PROBLEM REQUIREMENTS ▸
Search the data below, and report every line in which "Meadow" occurs.

DATASET ENTRIES ▸
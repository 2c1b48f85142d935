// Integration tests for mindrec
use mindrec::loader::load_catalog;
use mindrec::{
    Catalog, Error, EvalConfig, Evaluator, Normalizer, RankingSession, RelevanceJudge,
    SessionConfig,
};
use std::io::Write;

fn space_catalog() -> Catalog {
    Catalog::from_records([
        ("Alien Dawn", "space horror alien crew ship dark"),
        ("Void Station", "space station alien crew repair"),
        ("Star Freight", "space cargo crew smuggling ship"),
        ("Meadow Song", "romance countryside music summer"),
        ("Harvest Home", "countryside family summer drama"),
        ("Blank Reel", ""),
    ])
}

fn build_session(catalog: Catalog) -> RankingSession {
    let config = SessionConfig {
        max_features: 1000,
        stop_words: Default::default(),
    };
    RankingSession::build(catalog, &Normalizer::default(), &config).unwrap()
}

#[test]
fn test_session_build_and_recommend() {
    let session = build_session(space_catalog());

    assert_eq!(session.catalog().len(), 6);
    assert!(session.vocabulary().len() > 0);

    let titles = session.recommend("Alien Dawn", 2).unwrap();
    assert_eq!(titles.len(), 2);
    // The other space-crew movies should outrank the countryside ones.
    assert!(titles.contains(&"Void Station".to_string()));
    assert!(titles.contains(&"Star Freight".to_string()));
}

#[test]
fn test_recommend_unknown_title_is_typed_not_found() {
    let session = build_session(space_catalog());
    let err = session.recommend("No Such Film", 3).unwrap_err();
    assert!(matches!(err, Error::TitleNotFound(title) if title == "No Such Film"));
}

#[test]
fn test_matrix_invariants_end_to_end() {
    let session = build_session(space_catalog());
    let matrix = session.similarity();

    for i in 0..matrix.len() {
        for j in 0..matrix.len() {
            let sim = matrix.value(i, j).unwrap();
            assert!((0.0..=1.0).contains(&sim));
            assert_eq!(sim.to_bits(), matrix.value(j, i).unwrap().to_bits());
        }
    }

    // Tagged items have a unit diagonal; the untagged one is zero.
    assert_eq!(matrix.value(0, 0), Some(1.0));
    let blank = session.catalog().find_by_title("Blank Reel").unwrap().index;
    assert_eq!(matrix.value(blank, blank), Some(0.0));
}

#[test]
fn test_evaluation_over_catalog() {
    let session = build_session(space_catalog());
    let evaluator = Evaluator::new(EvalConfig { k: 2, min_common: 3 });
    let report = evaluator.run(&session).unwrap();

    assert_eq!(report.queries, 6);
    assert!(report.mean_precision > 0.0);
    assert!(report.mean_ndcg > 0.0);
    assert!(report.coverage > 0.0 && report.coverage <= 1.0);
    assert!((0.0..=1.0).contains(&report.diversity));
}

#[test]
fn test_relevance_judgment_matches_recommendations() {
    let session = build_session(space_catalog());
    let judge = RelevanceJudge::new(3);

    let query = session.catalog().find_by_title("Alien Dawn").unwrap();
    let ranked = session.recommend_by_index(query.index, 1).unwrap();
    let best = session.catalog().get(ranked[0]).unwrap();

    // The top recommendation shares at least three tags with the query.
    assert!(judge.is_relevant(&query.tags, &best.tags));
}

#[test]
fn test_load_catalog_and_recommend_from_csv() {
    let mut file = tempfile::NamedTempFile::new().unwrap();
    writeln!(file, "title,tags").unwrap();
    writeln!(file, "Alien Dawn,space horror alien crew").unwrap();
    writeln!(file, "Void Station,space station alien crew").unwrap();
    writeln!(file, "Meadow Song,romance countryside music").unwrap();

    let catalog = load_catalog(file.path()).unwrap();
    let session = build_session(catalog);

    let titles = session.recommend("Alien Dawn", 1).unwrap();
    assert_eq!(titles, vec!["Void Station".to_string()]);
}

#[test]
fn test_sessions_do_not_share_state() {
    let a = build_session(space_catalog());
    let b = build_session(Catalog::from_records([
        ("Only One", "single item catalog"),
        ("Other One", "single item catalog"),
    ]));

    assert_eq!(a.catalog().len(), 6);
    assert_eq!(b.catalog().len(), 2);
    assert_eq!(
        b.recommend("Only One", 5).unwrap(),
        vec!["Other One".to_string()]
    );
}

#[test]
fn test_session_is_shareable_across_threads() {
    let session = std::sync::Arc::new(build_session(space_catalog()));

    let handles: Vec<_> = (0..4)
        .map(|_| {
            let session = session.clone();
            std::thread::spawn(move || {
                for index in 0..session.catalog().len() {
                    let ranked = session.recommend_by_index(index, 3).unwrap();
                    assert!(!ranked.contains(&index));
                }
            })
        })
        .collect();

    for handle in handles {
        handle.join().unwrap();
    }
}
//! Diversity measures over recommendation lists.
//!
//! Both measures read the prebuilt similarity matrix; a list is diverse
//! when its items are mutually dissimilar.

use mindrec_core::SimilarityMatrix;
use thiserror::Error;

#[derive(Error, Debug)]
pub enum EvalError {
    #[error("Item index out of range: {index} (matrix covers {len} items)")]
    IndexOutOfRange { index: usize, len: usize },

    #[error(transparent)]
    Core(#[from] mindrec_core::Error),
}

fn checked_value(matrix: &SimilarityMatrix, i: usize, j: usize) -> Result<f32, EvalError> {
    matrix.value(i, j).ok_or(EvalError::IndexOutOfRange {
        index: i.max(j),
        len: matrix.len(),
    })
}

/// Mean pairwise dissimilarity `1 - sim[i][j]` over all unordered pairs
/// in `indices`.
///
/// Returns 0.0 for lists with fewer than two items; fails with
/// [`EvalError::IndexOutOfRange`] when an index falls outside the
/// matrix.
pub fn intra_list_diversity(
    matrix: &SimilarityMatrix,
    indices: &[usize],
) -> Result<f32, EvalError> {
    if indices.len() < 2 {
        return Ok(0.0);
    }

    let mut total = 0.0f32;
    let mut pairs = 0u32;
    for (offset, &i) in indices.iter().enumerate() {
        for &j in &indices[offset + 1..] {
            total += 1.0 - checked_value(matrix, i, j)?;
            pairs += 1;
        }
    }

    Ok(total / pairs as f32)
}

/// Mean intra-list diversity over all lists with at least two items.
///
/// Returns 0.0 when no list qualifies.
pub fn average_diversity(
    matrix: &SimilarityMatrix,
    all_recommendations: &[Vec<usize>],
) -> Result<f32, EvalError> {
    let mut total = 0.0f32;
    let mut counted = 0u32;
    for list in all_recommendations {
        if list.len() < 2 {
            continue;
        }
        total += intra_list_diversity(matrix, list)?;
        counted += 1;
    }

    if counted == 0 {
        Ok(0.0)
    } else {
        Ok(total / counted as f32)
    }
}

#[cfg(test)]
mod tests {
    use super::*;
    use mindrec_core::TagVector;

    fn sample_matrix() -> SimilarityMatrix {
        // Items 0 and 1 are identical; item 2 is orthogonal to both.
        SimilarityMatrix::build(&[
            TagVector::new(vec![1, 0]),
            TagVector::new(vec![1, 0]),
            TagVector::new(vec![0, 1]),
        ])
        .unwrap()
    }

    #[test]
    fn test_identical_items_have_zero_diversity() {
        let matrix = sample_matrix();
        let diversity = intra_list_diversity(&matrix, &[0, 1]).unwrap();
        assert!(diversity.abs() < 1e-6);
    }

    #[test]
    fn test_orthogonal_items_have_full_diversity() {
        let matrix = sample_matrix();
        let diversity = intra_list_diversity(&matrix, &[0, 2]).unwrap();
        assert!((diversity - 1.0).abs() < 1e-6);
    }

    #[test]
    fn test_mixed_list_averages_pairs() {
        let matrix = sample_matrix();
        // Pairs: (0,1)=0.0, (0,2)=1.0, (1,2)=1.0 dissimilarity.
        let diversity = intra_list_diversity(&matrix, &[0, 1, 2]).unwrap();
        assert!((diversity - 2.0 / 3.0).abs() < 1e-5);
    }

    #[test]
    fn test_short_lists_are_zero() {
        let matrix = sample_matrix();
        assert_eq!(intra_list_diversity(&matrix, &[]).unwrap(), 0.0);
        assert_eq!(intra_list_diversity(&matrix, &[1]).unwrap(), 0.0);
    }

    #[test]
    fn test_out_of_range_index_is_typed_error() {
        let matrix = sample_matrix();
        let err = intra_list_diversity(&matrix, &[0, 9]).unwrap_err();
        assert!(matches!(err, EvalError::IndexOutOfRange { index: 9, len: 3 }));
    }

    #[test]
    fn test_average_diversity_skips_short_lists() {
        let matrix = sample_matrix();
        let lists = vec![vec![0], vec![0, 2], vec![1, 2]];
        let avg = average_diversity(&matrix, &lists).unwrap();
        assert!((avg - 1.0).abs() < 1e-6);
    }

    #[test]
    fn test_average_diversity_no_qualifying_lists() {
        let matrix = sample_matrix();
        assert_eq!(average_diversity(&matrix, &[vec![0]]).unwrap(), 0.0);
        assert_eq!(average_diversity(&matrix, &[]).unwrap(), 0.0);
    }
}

FINISHED TASK ▸
        ("Meadow Song", "romance countryside music summer"),
    writeln!(file, "Meadow Song,romance countryside music").unwrap();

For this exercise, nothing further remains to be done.